In this notebook, I introduce a self-stacking XGBoost (XGB) pipeline. 

XGB model does not support multi-label learning so it cannot fully learn the label correlation as well as neural networks (NNs). Then I come up with an idea of self-stacking learning for XGB. The purpose is to enhance the label correlation learning by taking the first-stage predictions as additional features for the second-stage learning.

![image.png](attachment:image.png)

## 参考

- XGBoostでself-stacking  
第1段階の予測値を第2段階の学習の追加特徴量とし、クラス間の関係性を学習させるのが目的  
https://www.kaggle.com/gogo827jz/self-stacking-groupcv-xgboost

<br>

- ポジティブサンプル(=1)を多く含むターゲットを最初に学習させる
oofを保存し、oofの予測値を特徴量として追加することで、ポジティブなサンプル数が少ない学習対象の特徴量を得る  
https://www.kaggle.com/underwearfitting/partial-self-stacking-lightgbm

In [1]:
import warnings
warnings.filterwarnings("ignore")

import os
import gc
import pickle
import joblib
import datetime
import numpy as np
import pandas as pd
import xgboost as xgb
from tqdm.notebook import tqdm
from time import time

In [2]:
import os
import random as rn
import numpy as np


def set_seed(seed=0):
    os.environ["PYTHONHASHSEED"] = str(seed)

    rn.seed(seed)
    np.random.seed(seed)

In [3]:
from sklearn.metrics import log_loss


def score(Y, Y_pred):
    _, n_classes = Y.shape

    losses = []

    for j in range(n_classes):
        loss = log_loss(Y.iloc[:, j], Y_pred.iloc[:, j], labels=[0, 1])
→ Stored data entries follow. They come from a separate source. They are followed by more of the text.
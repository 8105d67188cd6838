use std::fs;
use std::ops::RangeInclusive;
use std::path::{Path, PathBuf};

use thiserror::Error;

use crate::config::types::{Config, MapConfig};

const LATITUDES: RangeInclusive<f64> = -90.0..=90.0;
const LONGITUDES: RangeInclusive<f64> = -180.0..=180.0;

/// Errors from loading configuration.
#[derive(Debug, Error)]
pub enum ConfigError {
    #[error("cannot read config '{path}': {source}")]
    ReadError {
        path: PathBuf,
        #[source]
        source: std::io::Error,
    },

    #[error("invalid TOML in config '{path}': {source}")]
    ParseError {
        path: PathBuf,
        #[source]
        source: toml::de::Error,
    },

    #[error("invalid config: {message}")]
    ValidationError { message: String },
}

impl ConfigError {
    fn invalid(message: impl Into<String>) -> Self {
        Self::ValidationError {
            message: message.into(),
        }
    }
}

impl Config {
    /// `water/config.toml` under the platform config directory, or under
    /// the working directory when there is none.
    pub fn config_path() -> PathBuf {
        dirs::config_dir()
            .unwrap_or_else(|| PathBuf::from("."))
            .join("water")
            .join("config.toml")
    }

    /// Load from [`Config::config_path`].
    ///
    /// A missing file yields `Config::default()`. A present file must
    /// parse as TOML and pass [`Config::validate`].
    pub fn load() -> Result<Self, ConfigError> {
        Self::load_from(&Self::config_path())
    }

    /// Read, parse and validate `path`. A missing file yields the defaults.
    pub fn load_from(path: &Path) -> Result<Self, ConfigError> {
        let content = match fs::read_to_string(path) {
            Ok(content) => content,
            Err(err) if err.kind() == std::io::ErrorKind::NotFound => {
                tracing::debug!(path = %path.display(), "no config file, using defaults");
                return Ok(Self::default());
            }
            Err(source) => {
                return Err(ConfigError::ReadError {
                    path: path.to_path_buf(),
                    source,
                })
            }
        };

        let config: Self = toml::from_str(&content).map_err(|source| ConfigError::ParseError {
            path: path.to_path_buf(),
            source,
        })?;
        config.validate()?;
        Ok(config)
    }

    /// Check the map viewport.
    ///
    /// - latitude within -90..=90
    /// - longitude within -180..=180
    /// - both span deltas strictly positive
    ///
    /// The first violation is returned as [`ConfigError::ValidationError`].
    pub fn validate(&self) -> Result<(), ConfigError> {
        validate_map(&self.map)
    }
}

fn validate_map(map: &MapConfig) -> Result<(), ConfigError> {
    if !LATITUDES.contains(&map.latitude) {
        return Err(ConfigError::invalid(format!(
            "map latitude {} is outside -90..=90",
            map.latitude
        )));
    }
    if !LONGITUDES.contains(&map.longitude) {
        return Err(ConfigError::invalid(format!(
            "map longitude {} is outside -180..=180",
            map.longitude
        )));
    }
    // Negated so NaN fails too.
    if !(map.latitude_delta > 0.0 && map.longitude_delta > 0.0) {
        return Err(ConfigError::invalid("map span must be positive"));
    }
    Ok(())
}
        losses.append(loss)

    return np.mean(losses)

In [4]:
from sklearn.metrics import roc_auc_score


def auc_score(Y, Y_pred):
    _, n_classes = Y.shape

    aucs = []

    for j in range(n_classes):
        auc = roc_auc_score(Y.iloc[:, j], Y_pred.iloc[:, j])

        aucs.append(auc)

    return np.mean(aucs)

In [5]:
def compute_row_statistics(X, prefix=""):
    Xt = pd.DataFrame()

    for agg_func in [
        # "min",
        # "max",
        "mean",
        "std",
        "kurtosis",
        "skew",
    ]:
        Xt[f"{prefix}{agg_func}"] = X.agg(agg_func, axis=1)

    return Xt

In [6]:
from sklearn.base import BaseEstimator
from sklearn.base import TransformerMixin


class ClippedFeatures(BaseEstimator, TransformerMixin):
    def __init__(self, copy=True, high=0.99, low=0.01):
        self.copy = copy
        self.high = high
        self.low = low

    def fit(self, X, y=None):
        self.data_max_ = X.quantile(q=self.high)
        self.data_min_ = X.quantile(q=self.low)

        return self

    def transform(self, X):
        if self.copy:
            X = X.copy()

        X.clip(self.data_min_, self.data_max_, axis=1, inplace=True)

        return X

# CV

In [7]:
import sys
#sys.path.append('../input/iterative-stratification/iterative-stratification-master')

import numpy as np
from iterstrat.ml_stratifiers import MultilabelStratifiedKFold
from sklearn.model_selection._split import _BaseKFold


class MultilabelStratifiedGroupKFold(_BaseKFold):
    def __init__(self, n_splits=5, random_state=None, shuffle=False):
        super().__init__(n_splits=n_splits, random_state=random_state, shuffle=shuffle)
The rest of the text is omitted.